The goal of this project is to write a software pipeline to detect and track vehicles in a stream of video images.

The following steps were chosen to achieve this goal:

  • Perform a Histogram of Oriented Gradients (HOG) feature extraction on a labeled training set of images and train a Linear SVM classifier
  • A color transform and binned color features, as well as histograms of color were also extracted and appended to the HOG feature vector.
  • A sliding-window technique was used to run the previously trained classifier in order to search for vehicles in images.
  • A heatmap was defined to keep track of areas of detection and then a bounding box around this areas was estimated.
  • Finally the software pipeline was applied to the project video.

The project is organized into two iPython Notebooks. In the notebook "train.ipynb" the training of the SVM classifier takes place and in the jupyter notebook "main_pipeline.ipynb" is where the magic happens. Namely the previously trained classifier is used to detect vehicles in a video. Furthermore useful functions are defined and imported from the python script file "useful_functions.py".

Writeup and Rubric Points

1. Data visualization and preparation.

The dataset is composed of two classes: "non-vehicles" and "vehicle" images with 17760 samples in total. Since most images correspond to a time-series I decided to divide the dataset manually into a training and test set to avoid using similar pictures when testing the model.

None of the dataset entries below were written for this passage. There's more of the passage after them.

//! Declarative schema tables
//!
//! One `ResourceSchema` per resource type drives normalization, diffing and
//! the reconciler. Polymorphic families (one endpoint, several subtypes)
//! declare their subtypes as variants selected by the `type` discriminator.

use crate::error::{Error, Result};
use crate::value::{AttributeMap, AttributeValue};

/// Name of the discriminator field of polymorphic resources
pub const DISCRIMINATOR: &str = "type";

/// Value kind of a field, fixed for the field's lifetime
#[derive(Debug, Clone, PartialEq, Eq)]
pub enum FieldKind {
    /// Boolean
    Bool,
    /// 64-bit integer
    Int64,
    /// Free-form string
    String,
    /// String from a closed vocabulary
    Enum(Vec<&'static str>),
    /// Ordered list of strings
    StringList,
    /// Unordered set of strings
    StringSet,
    /// Unordered set of strings from a closed vocabulary
    EnumSet(Vec<&'static str>),
}

impl FieldKind {
    /// Human-readable kind name
    pub fn name(&self) -> &'static str {
        match self {
            FieldKind::Bool => "bool",
            FieldKind::Int64 => "int64",
            FieldKind::String => "string",
            FieldKind::Enum(_) => "enum",
            FieldKind::StringList => "list",
            FieldKind::StringSet => "set",
            FieldKind::EnumSet(_) => "enum set",
        }
    }

    /// Closed vocabulary, if the kind has one
    pub fn vocabulary(&self) -> Option<&[&'static str]> {
        match self {
            FieldKind::Enum(v) | FieldKind::EnumSet(v) => Some(v),
            _ => None,
        }
    }

    pub fn is_set(&self) -> bool {
        matches!(self, FieldKind::StringSet | FieldKind::EnumSet(_))
    }

    pub fn is_list(&self) -> bool {
        matches!(self, FieldKind::StringList)
    }

    pub fn is_collection(&self) -> bool {
        self.is_set() || self.is_list()
    }

    /// The value an unset field of this kind holds
    pub fn empty_value(&self) -> AttributeValue {
        match self {
            FieldKind::StringList => AttributeValue::StringList(Vec::new()),
            FieldKind::StringSet | FieldKind::EnumSet(_) => {
                AttributeValue::StringSet(Default::default())
            }
            _ => AttributeValue::Null,
        }
    }
}

/// Declaration of one field
#[derive(Debug, Clone, PartialEq, Eq)]
pub struct FieldSchema {
    /// Field name as it appears on the wire
    pub name: &'static str,
    /// Value kind
    pub kind: FieldKind,
    /// The plan must provide a value
    pub required: bool,
    /// The server assigns a value when the plan is silent
    pub computed: bool,
    /// Server-assigned only; a plan can never set it
    pub read_only: bool,
    /// An empty string means the same as no value
    pub empty_is_null: bool,
    /// The server never echoes the real value
    pub sensitive: bool,
    /// Cannot change after creation
    pub immutable: bool,
}

impl FieldSchema {
    pub fn new(name: &'static str, kind: FieldKind) -> Self {
        Self {
            name,
            kind,
            required: false,
            computed: false,
            read_only: false,
            empty_is_null: false,
            sensitive: false,
            immutable: false,
        }
    }

    pub fn bool(name: &'static str) -> Self {
        Self::new(name, FieldKind::Bool)
    }

    pub fn int64(name: &'static str) -> Self {
        Self::new(name, FieldKind::Int64)
    }

    pub fn string(name: &'static str) -> Self {
        Self::new(name, FieldKind::String)
    }

    pub fn enumeration(name: &'static str, vocabulary: &[&'static str]) -> Self {
        Self::new(name, FieldKind::Enum(vocabulary.to_vec()))
    }

    pub fn list(name: &'static str) -> Self {
        Self::new(name, FieldKind::StringList)
    }

    pub fn set(name: &'static str) -> Self {
        Self::new(name, FieldKind::StringSet)
    }

    pub fn enum_set(name: &'static str, vocabulary: &[&'static str]) -> Self {
        Self::new(name, FieldKind::EnumSet(vocabulary.to_vec()))
    }

    pub fn required(mut self) -> Self {
        self.required = true;
        self
    }

    pub fn computed(mut self) -> Self {
        self.computed = true;
        self
    }

    pub fn read_only(mut self) -> Self {
        self.read_only = true;
        self.computed = true;
        self
    }

    pub fn empty_is_null(mut self) -> Self {
        self.empty_is_null = true;
        self
    }

    pub fn sensitive(mut self) -> Self {
        self.sensitive = true;
        self
    }

    pub fn immutable(mut self) -> Self {
        self.immutable = true;
        self
    }

    /// Check that `value` fits this field
    ///
    /// `Null` and `Unknown` always fit; required-ness is checked by the
    /// normalization layer, which knows whether it is building a plan.
    pub fn check(&self, resource: &str, value: &AttributeValue) -> Result<()> {
        let fits = match (&self.kind, value) {
            (_, AttributeValue::Null | AttributeValue::Unknown) => true,
            (FieldKind::Bool, AttributeValue::Bool(_)) => true,
            (FieldKind::Int64, AttributeValue::Int64(_)) => true,
            (FieldKind::String, AttributeValue::String(_)) => true,
            (FieldKind::Enum(_), AttributeValue::Enum(_)) => true,
            (FieldKind::StringList, AttributeValue::StringList(_)) => true,
            (FieldKind::StringSet | FieldKind::EnumSet(_), AttributeValue::StringSet(_)) => true,
            _ => false,
        };
        if !fits {
            return Err(Error::schema_violation(
                resource,
                self.name,
                format!("expected {}, got {}", self.kind.name(), value.kind_name()),
            ));
        }

        if let Some(vocabulary) = self.kind.vocabulary() {
            let members: Vec<&str> = match value {
                AttributeValue::Enum(s) => vec![s.as_str()],
                AttributeValue::StringSet(items) => items.iter().map(String::as_str).collect(),
                _ => Vec::new(),
            };
            for member in members {
                if !vocabulary.contains(&member) {
                    return Err(Error::schema_violation(
                        resource,
                        self.name,
                        format!("'{}' is not one of [{}]", member, vocabulary.join(", ")),
                    ));
                }
            }
        }

        Ok(())
    }
}

/// Lifecycle class of a resource type
#[derive(Debug, Clone, Copy, PartialEq, Eq)]
pub struct ResourceClass {
    /// Exactly one instance exists server-wide
    pub is_singleton: bool,
    /// Instances can be created and destroyed
    pub is_deletable: bool,
}

impl ResourceClass {
    /// Ordinary objects: created, updated and deleted
    pub const DELETABLE: Self = Self {
        is_singleton: false,
        is_deletable: true,
    };

    /// Server-wide singletons, e.g. the global configuration
    pub const SINGLETON: Self = Self {
        is_singleton: true,
        is_deletable: false,
    };

    /// Keyed objects that ship with the server and cannot be removed
    pub const DEFAULT_OBJECT: Self = Self {
        is_singleton: false,
        is_deletable: false,
    };

    /// Whether "create" means adopting the existing object
    pub fn adopt_only(&self) -> bool {
        self.is_singleton || !self.is_deletable
    }
}

/// Fields specific to one subtype of a polymorphic family
#[derive(Debug, Clone)]
pub struct VariantSchema {
    name: &'static str,
    fields: Vec<FieldSchema>,
}

impl VariantSchema {
    pub fn new(name: &'static str, fields: Vec<FieldSchema>) -> Self {
        Self { name, fields }
    }

    pub fn name(&self) -> &'static str {
        self.name
    }

    pub fn fields(&self) -> &[FieldSchema] {
        &self.fields
    }
}

/// Schema table of one resource type
#[derive(Debug, Clone)]
pub struct ResourceSchema {
    name: &'static str,
    endpoint: &'static str,
    class: ResourceClass,
    key_arity: usize,
    discriminator: Option<FieldSchema>,
    fields: Vec<FieldSchema>,
    variants: Vec<VariantSchema>,
}

impl ResourceSchema {
    /// Create a schema
    ///
    /// `endpoint` is a path template relative to the configuration API root,
    /// with `{0}`, `{1}`, ... standing for the key segments.
    pub fn new(
        name: &'static str,
        endpoint: &'static str,
        class: ResourceClass,
        key_arity: usize,
    ) -> Self {
        Self {
            name,
            endpoint,
            class,
            key_arity,
            discriminator: None,
            fields: Vec::new(),
            variants: Vec::new(),
        }
    }

    /// Add fields shared by every variant
    pub fn with_fields(mut self, fields: Vec<FieldSchema>) -> Self {
        self.fields.extend(fields);
        self
    }

    /// Add a subtype, turning the schema into a polymorphic family
    pub fn with_variant(mut self, variant: VariantSchema) -> Self {
        self.variants.push(variant);
        let names: Vec<&'static str> = self.variants.iter().map(|v| v.name).collect();
        self.discriminator = Some(
            FieldSchema::enumeration(DISCRIMINATOR, &names)
                .required()
                .immutable(),
        );
        self
    }

    pub fn name(&self) -> &'static str {
        self.name
    }

    pub fn endpoint(&self) -> &'static str {
        self.endpoint
    }

    pub fn class(&self) -> ResourceClass {
        self.class
    }

    pub fn key_arity(&self) -> usize {
        self.key_arity
    }

    pub fn is_polymorphic(&self) -> bool {
        !self.variants.is_empty()
    }

    pub fn variants(&self) -> &[VariantSchema] {
        &self.variants
    }

    pub fn variant(&self, name: &str) -> Option<&VariantSchema> {
        self.variants.iter().find(|v| v.name == name)
    }

    /// Look a field up in the base schema or any variant
    pub fn field(&self, name: &str) -> Option<&FieldSchema> {
        self.discriminator
            .iter()
            .chain(self.fields.iter())
            .chain(self.variants.iter().flat_map(|v| v.fields.iter()))
            .find(|f| f.name == name)
    }

    /// Fields of the given variant, in declaration order
    ///
    /// Order: discriminator, base fields, then the variant's own fields.
    pub fn active_fields(&self, variant: Option<&str>) -> Result<Vec<&FieldSchema>> {
        let Some(discriminator) = &self.discriminator else {
            if let Some(variant) = variant {
                return Err(Error::schema_violation(
                    self.name,
                    DISCRIMINATOR,
                    format!("'{}' given but resource type has no variants", variant),
                ));
            }
            return Ok(self.fields.iter().collect());
        };

        let Some(variant) = variant else {
            return Err(Error::schema_violation(
                self.name,
                DISCRIMINATOR,
                "polymorphic resource requires a type",
            ));
        };
        let variant = self.variant(variant).ok_or_else(|| {
            Error::schema_violation(
                self.name,
                DISCRIMINATOR,
                format!("unknown type '{}'", variant),
            )
        })?;

        Ok(std::iter::once(discriminator)
            .chain(self.fields.iter())
            .chain(variant.fields.iter())
            .collect())
    }

    /// Variant named by a map's discriminator
    pub fn variant_of<'m>(&self, map: &'m AttributeMap) -> Result<Option<&'m str>> {
        match map.get(DISCRIMINATOR) {
            None | Some(AttributeValue::Null) | Some(AttributeValue::Unknown) => Ok(None),
            Some(value) => value.as_str().map(Some).ok_or_else(|| {
                Error::schema_violation(
                    self.name,
                    DISCRIMINATOR,
                    format!("expected a type name, got {}", value.kind_name()),
                )
            }),
        }
    }

    /// Active fields for a map, selected by its discriminator
    pub fn fields_for(&self, map: &AttributeMap) -> Result<Vec<&FieldSchema>> {
        self.active_fields(self.variant_of(map)?)
    }

    /// Reject fields outside the active variant and values of the wrong kind
    pub fn validate_map(&self, map: &AttributeMap) -> Result<()> {
        let active = self.fields_for(map)?;
        for (name, value) in map.iter() {
            match active.iter().find(|f| f.name == name) {
                Some(field) => field.check(self.name, value)?,
                None => return Err(self.undeclared(name, map)),
            }
        }
        Ok(())
    }

    /// Error for a field that is not valid in the map's variant
    pub(crate) fn undeclared(&self, name: &str, map: &AttributeMap) -> Error {
        let owner = self
            .variants
            .iter()
            .find(|v| v.fields.iter().any(|f| f.name == name));
        let message = match (owner, self.variant_of(map).ok().flatten()) {
            (Some(owner), Some(active)) => format!(
                "field belongs to type '{}', not valid for type '{}'",
                owner.name, active
            ),
            _ => "field is not declared".to_string(),
        };
        Error::schema_violation(self.name, name, message)
    }
}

Thus the resulting data distribution is the following: 13920 training samples (7011 "non-car" and 6909 "car" images) and 3840 test samples (1957 "non-vehicles" and 1883 "vehicle" examples). Both training and test data were well balanced between the two classes which is important to avoid the classifier having a bias towards the majority class.

Here is an example image for each of the two classes: alt text

2. Feature extraction

The code for this step is contained in the lines #169 through #186 of the file called useful_functions.py. The defined function "get_hog_features()" makes use of skimage.hog() corresponding to the skimage library.

In the second cell of the iPython Notebook "train.ipynb" an example image of the hog feature extraction is generated (see picture below) with previous conversion to the YCrCb color space.

alt text

Before settling on the hog parameters different color spaces, orientations and other parameters were explored.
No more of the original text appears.